WHAT YOU SHOULD DO:
Return every line of the data that contains the string "BedrockRuntime".

(Stored items)
+===+

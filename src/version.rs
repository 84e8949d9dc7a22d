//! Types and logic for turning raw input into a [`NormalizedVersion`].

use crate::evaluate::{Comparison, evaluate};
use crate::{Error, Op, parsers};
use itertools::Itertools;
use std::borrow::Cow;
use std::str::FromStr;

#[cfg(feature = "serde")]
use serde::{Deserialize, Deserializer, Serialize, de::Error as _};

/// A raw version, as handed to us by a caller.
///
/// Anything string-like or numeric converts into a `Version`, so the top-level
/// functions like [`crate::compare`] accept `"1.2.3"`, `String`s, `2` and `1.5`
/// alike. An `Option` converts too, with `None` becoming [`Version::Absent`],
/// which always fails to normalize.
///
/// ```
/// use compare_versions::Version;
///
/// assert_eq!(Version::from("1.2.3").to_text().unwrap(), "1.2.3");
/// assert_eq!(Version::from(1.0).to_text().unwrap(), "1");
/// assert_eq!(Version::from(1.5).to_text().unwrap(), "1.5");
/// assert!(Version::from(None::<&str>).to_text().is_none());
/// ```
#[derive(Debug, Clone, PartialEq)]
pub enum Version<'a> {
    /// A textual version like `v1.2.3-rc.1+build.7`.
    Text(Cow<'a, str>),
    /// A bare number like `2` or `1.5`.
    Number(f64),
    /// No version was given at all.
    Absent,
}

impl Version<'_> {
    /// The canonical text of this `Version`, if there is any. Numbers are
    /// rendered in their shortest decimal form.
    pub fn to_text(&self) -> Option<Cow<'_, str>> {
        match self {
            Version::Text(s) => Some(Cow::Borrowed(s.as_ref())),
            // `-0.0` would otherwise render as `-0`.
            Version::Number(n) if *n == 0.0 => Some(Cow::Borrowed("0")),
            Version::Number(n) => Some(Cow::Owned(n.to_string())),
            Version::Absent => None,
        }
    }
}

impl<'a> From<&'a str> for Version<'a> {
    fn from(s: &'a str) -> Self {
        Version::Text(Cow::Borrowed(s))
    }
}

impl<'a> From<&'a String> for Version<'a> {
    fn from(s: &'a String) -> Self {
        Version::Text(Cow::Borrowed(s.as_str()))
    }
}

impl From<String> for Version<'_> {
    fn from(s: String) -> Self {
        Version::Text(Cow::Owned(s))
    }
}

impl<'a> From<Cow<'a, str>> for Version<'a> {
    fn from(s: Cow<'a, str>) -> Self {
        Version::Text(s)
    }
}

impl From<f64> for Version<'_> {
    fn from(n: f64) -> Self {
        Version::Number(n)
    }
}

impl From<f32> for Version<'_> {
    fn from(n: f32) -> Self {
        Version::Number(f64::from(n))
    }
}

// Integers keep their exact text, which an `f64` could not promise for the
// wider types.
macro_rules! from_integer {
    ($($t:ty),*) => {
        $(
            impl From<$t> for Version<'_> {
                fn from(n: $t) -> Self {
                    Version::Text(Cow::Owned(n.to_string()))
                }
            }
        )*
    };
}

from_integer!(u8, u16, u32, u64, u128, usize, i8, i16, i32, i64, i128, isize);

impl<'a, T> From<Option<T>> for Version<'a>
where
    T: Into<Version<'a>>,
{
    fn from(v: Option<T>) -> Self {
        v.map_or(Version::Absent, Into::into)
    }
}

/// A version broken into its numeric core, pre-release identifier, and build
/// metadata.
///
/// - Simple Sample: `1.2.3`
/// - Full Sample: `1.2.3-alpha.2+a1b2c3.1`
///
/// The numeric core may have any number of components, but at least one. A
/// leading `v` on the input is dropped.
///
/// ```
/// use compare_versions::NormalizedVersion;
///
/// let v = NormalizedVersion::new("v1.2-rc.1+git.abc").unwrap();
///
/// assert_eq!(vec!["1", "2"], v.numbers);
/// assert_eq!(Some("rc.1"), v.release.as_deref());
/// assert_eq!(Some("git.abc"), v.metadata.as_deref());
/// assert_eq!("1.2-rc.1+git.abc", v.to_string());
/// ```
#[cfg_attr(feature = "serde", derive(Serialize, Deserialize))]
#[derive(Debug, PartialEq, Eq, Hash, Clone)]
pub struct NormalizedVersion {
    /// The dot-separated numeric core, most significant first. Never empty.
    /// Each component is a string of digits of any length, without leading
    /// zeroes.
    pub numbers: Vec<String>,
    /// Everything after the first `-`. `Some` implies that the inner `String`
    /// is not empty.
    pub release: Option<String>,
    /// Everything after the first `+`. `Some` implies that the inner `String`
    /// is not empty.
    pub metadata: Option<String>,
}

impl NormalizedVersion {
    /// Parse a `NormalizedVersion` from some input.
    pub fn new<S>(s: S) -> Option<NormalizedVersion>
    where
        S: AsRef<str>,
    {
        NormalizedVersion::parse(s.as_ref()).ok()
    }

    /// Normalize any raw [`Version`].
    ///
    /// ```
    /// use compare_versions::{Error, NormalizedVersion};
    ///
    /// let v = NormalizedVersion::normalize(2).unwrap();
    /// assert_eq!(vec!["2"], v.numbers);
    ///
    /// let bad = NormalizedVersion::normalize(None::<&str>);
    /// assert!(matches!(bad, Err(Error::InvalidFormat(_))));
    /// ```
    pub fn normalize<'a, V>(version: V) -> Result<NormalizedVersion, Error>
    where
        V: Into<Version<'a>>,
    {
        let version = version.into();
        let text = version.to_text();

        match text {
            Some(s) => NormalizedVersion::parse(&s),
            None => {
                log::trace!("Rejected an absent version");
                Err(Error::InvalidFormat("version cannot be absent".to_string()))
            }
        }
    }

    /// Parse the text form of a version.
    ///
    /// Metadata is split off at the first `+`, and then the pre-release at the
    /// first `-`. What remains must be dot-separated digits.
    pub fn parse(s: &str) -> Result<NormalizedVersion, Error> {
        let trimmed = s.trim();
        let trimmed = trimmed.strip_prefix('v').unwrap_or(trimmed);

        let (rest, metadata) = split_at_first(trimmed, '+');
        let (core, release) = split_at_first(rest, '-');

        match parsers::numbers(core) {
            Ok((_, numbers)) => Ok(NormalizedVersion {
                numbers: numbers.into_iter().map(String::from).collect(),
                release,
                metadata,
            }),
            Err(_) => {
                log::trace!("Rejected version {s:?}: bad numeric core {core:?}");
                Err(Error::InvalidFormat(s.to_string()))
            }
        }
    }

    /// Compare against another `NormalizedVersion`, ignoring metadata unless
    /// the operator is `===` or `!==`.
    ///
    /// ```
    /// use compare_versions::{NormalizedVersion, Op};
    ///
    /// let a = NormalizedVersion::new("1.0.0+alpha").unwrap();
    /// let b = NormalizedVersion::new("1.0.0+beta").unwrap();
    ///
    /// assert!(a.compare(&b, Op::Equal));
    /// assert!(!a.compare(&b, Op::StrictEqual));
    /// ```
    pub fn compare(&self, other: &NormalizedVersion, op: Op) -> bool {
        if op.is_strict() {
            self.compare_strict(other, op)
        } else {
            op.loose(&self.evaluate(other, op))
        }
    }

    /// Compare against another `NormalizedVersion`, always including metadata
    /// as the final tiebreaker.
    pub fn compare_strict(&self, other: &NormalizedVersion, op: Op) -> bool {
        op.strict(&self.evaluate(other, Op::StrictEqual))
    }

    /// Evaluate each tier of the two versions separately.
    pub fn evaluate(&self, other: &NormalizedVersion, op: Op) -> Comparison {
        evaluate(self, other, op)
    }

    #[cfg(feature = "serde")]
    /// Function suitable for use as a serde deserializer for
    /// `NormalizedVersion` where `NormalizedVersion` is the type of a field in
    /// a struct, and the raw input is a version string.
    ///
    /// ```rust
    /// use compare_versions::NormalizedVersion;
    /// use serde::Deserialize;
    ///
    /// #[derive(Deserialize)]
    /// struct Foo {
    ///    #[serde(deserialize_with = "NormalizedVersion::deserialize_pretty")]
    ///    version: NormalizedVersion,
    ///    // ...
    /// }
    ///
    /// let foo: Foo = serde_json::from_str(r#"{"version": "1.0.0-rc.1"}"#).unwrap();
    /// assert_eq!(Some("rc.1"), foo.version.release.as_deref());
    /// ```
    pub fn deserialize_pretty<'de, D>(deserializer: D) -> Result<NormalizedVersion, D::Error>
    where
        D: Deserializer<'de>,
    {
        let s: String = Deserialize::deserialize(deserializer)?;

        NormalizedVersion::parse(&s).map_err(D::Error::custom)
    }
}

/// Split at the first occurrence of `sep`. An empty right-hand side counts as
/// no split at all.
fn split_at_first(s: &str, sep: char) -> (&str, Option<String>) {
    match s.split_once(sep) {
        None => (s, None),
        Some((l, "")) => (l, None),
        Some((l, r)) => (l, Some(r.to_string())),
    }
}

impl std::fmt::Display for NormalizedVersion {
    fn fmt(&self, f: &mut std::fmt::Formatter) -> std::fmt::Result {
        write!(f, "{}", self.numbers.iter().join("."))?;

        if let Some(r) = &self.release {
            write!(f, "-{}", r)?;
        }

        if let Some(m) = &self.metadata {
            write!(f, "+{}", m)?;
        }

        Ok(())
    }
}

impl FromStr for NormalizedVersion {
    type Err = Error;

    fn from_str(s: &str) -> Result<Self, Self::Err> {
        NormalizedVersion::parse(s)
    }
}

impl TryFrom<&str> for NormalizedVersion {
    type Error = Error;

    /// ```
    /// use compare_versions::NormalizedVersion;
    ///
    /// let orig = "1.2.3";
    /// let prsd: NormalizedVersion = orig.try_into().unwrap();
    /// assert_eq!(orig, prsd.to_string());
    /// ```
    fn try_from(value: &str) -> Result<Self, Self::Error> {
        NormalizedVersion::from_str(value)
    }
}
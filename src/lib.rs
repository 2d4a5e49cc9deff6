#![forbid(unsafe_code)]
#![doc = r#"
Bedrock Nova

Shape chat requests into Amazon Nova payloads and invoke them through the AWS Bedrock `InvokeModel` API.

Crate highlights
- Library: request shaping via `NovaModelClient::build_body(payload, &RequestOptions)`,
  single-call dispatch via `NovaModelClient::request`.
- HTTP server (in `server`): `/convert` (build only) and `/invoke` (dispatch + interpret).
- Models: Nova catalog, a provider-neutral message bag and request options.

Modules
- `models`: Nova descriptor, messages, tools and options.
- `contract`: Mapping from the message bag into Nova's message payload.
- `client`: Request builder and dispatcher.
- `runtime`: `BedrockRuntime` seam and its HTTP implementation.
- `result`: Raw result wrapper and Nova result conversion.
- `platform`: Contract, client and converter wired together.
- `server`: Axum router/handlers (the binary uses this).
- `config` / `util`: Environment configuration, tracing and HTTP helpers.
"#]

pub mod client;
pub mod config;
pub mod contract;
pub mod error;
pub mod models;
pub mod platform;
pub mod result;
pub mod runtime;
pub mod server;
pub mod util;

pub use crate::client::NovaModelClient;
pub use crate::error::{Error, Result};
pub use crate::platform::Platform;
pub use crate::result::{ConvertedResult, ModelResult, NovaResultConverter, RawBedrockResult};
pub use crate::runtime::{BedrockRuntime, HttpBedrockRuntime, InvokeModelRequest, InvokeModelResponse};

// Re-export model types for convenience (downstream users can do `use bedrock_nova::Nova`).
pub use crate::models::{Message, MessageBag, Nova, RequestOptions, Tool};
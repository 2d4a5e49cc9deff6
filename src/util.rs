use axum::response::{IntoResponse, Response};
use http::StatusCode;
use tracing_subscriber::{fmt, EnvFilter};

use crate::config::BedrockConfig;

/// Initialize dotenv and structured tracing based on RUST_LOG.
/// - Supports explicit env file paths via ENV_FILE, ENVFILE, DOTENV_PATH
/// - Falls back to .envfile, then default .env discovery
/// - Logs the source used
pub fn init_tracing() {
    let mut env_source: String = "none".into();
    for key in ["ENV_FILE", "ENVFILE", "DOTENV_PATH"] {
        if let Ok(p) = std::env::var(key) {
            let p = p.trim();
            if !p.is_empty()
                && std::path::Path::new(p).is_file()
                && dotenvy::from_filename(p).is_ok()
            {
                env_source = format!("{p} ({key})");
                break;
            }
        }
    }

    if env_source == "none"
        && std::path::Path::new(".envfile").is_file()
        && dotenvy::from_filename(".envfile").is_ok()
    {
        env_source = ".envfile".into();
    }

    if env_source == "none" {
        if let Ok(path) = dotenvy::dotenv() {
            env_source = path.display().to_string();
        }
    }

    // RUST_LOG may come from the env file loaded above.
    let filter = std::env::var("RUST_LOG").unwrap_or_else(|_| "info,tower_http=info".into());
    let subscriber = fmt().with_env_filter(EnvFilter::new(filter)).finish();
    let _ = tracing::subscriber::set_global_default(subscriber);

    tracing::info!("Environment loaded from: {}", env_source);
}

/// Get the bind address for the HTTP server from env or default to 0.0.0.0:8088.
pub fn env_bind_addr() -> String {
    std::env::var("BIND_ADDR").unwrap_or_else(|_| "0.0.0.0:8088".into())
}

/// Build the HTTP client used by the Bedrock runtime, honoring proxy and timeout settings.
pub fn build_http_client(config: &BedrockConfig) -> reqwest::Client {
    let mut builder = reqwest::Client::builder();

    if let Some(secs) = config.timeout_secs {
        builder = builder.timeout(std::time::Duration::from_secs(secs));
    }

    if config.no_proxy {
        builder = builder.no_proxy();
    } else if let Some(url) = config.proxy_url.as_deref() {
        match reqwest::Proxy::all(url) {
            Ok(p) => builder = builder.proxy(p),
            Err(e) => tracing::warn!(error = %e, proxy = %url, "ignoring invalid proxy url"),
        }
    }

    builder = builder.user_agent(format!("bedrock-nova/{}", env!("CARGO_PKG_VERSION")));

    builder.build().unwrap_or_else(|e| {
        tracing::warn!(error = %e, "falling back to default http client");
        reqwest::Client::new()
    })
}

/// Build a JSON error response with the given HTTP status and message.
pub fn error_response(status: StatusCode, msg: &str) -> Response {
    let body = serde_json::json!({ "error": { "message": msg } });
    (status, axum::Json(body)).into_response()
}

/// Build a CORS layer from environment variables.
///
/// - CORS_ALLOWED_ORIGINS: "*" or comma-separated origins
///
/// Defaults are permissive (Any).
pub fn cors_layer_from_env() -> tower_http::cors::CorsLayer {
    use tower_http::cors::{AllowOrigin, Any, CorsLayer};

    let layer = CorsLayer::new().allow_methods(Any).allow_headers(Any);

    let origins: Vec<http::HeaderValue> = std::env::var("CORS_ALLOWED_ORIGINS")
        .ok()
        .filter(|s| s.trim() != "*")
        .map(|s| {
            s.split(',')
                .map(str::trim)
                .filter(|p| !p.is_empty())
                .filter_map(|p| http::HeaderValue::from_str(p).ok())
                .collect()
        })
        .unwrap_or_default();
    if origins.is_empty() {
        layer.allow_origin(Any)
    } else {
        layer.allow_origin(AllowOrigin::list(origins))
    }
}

+===+

ANSWER TO THIS EXERCISE:
- `runtime`: `BedrockRuntime` seam and its HTTP implementation.
pub use crate::runtime::{BedrockRuntime, HttpBedrockRuntime, InvokeModelRequest, InvokeModelResponse};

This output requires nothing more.